*** Entries supplied ***
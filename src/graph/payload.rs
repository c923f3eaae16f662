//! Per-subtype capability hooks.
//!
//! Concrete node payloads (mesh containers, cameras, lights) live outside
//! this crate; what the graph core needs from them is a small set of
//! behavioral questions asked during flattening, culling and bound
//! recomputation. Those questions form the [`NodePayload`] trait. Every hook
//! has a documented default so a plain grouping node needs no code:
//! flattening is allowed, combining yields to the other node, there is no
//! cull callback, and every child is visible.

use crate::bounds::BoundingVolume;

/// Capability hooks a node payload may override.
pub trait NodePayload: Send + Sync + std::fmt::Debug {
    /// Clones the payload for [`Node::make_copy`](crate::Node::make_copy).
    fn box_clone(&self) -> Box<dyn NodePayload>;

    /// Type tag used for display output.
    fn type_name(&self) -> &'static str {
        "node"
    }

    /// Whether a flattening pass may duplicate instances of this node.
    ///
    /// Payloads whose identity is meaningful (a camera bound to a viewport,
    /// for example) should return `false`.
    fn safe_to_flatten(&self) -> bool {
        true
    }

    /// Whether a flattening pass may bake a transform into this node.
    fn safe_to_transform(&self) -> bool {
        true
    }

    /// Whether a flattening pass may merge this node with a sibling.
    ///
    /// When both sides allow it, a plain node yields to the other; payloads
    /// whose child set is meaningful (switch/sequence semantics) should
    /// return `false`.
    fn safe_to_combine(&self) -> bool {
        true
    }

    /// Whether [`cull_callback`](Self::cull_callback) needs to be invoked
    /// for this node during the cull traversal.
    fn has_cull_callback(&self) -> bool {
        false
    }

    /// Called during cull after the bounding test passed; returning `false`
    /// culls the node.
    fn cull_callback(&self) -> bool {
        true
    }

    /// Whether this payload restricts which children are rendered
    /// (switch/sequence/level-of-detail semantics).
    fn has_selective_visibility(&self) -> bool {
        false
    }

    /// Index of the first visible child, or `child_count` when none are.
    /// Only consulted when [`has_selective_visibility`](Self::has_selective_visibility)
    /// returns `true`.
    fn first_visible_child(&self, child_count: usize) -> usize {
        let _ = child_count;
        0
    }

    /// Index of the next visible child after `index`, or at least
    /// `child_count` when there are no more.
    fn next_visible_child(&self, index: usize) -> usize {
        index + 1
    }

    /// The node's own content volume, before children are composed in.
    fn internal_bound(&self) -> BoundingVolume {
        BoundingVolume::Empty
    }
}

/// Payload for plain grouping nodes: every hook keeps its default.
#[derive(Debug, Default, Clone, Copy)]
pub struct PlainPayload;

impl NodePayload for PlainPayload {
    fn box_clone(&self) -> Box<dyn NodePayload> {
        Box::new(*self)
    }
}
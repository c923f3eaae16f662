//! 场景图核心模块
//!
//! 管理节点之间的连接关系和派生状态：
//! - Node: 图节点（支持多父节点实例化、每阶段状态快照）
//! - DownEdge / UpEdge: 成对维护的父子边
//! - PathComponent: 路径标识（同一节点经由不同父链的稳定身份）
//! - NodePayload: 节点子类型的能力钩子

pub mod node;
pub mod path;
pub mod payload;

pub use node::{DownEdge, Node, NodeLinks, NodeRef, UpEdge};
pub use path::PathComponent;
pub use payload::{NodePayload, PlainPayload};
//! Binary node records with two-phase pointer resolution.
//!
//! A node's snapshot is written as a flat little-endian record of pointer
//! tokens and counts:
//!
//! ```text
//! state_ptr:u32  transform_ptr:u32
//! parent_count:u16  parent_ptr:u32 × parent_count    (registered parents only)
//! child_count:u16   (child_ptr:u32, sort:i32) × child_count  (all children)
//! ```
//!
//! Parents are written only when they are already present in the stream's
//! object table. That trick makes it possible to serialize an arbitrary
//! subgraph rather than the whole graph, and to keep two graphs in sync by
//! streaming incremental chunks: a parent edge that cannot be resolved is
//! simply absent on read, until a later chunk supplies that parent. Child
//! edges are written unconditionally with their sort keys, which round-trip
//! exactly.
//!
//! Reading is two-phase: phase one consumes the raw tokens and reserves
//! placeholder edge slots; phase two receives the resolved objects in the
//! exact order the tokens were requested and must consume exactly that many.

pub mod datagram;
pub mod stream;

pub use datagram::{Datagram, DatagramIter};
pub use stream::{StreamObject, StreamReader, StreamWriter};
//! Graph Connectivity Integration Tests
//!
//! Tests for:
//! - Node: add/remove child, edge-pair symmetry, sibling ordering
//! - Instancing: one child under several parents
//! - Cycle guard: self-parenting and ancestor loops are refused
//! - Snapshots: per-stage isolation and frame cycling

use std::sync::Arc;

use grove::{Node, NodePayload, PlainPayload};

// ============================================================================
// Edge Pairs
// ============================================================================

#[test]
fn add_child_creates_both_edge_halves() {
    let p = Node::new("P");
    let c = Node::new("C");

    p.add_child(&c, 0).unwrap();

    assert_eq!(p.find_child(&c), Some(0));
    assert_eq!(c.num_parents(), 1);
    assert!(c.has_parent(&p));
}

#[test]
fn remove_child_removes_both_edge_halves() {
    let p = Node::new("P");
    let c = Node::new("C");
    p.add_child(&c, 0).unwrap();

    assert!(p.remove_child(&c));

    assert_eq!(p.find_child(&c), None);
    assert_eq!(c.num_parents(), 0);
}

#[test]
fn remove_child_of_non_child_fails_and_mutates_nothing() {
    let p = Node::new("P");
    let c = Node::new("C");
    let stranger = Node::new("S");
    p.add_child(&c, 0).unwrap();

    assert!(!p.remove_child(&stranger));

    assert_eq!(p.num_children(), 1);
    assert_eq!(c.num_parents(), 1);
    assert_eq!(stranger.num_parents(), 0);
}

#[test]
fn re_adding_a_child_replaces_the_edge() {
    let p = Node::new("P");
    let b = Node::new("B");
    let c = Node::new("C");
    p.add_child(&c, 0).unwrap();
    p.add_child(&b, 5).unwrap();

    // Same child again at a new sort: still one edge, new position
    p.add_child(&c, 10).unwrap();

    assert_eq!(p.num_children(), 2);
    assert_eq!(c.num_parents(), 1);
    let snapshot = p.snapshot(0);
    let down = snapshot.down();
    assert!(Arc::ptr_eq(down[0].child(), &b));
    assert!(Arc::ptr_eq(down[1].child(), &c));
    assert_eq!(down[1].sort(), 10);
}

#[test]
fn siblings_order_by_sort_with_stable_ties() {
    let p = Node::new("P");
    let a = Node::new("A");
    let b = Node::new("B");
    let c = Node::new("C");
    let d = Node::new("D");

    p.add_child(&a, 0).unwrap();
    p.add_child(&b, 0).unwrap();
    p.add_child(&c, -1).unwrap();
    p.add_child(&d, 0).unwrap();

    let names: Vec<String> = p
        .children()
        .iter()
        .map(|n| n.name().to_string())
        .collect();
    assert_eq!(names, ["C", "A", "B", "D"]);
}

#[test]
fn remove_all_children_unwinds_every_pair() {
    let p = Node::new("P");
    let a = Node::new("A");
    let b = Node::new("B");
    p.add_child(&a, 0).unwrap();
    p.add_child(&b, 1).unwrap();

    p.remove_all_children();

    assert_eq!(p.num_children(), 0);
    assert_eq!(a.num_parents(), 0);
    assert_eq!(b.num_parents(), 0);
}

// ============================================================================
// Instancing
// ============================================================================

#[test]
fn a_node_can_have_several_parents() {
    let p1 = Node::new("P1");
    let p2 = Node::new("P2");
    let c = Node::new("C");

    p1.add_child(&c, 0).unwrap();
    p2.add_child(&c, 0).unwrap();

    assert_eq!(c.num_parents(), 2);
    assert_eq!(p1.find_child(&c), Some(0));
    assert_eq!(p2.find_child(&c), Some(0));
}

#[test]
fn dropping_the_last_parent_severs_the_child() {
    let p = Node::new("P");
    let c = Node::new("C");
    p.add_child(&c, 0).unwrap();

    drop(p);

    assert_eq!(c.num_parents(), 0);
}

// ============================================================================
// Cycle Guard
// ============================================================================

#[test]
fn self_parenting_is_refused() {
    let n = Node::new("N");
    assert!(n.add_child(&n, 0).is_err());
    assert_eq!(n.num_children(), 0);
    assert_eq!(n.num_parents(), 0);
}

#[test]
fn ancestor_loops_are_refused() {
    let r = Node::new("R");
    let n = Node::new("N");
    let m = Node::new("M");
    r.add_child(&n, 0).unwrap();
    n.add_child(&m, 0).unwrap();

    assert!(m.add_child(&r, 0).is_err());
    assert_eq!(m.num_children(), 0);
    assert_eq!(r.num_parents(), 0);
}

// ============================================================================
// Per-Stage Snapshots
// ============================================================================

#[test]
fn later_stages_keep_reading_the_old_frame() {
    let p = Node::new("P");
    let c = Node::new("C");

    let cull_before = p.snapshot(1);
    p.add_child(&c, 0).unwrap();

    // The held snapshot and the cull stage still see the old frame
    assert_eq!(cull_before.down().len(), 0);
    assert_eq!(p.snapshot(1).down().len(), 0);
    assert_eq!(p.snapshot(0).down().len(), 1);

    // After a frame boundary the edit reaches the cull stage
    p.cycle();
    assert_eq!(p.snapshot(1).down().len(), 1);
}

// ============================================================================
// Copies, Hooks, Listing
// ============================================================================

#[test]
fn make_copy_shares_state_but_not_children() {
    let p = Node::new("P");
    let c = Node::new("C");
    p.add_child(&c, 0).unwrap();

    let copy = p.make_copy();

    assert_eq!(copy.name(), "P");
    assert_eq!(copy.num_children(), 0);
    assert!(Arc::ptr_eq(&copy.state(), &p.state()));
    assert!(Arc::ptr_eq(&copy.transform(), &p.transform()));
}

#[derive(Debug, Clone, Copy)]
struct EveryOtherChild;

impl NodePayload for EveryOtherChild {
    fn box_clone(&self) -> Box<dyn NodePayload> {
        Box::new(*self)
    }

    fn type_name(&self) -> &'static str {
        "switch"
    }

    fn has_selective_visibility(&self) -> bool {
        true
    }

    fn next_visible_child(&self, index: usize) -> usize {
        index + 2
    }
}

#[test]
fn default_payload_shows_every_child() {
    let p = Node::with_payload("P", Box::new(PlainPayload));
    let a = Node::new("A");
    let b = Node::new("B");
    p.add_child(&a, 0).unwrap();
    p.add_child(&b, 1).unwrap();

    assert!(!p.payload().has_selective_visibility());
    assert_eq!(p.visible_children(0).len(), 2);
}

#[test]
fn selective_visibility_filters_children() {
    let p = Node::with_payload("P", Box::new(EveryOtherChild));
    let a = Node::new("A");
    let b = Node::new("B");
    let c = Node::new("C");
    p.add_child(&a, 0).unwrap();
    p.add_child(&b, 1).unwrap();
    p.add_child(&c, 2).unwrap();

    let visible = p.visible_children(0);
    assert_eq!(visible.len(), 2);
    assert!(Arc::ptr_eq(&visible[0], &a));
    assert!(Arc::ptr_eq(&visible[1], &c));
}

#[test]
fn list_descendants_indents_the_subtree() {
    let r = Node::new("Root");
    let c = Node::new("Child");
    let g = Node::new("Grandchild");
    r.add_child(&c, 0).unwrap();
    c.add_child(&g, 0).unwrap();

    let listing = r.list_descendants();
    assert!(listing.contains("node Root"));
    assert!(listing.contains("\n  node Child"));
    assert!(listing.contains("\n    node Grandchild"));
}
*** End of Entries supplied ***
*Assigned task*:
Looking at the entries above, work out how many lines contain "questions", then reply with that number and no other words.

*Written reply*:
2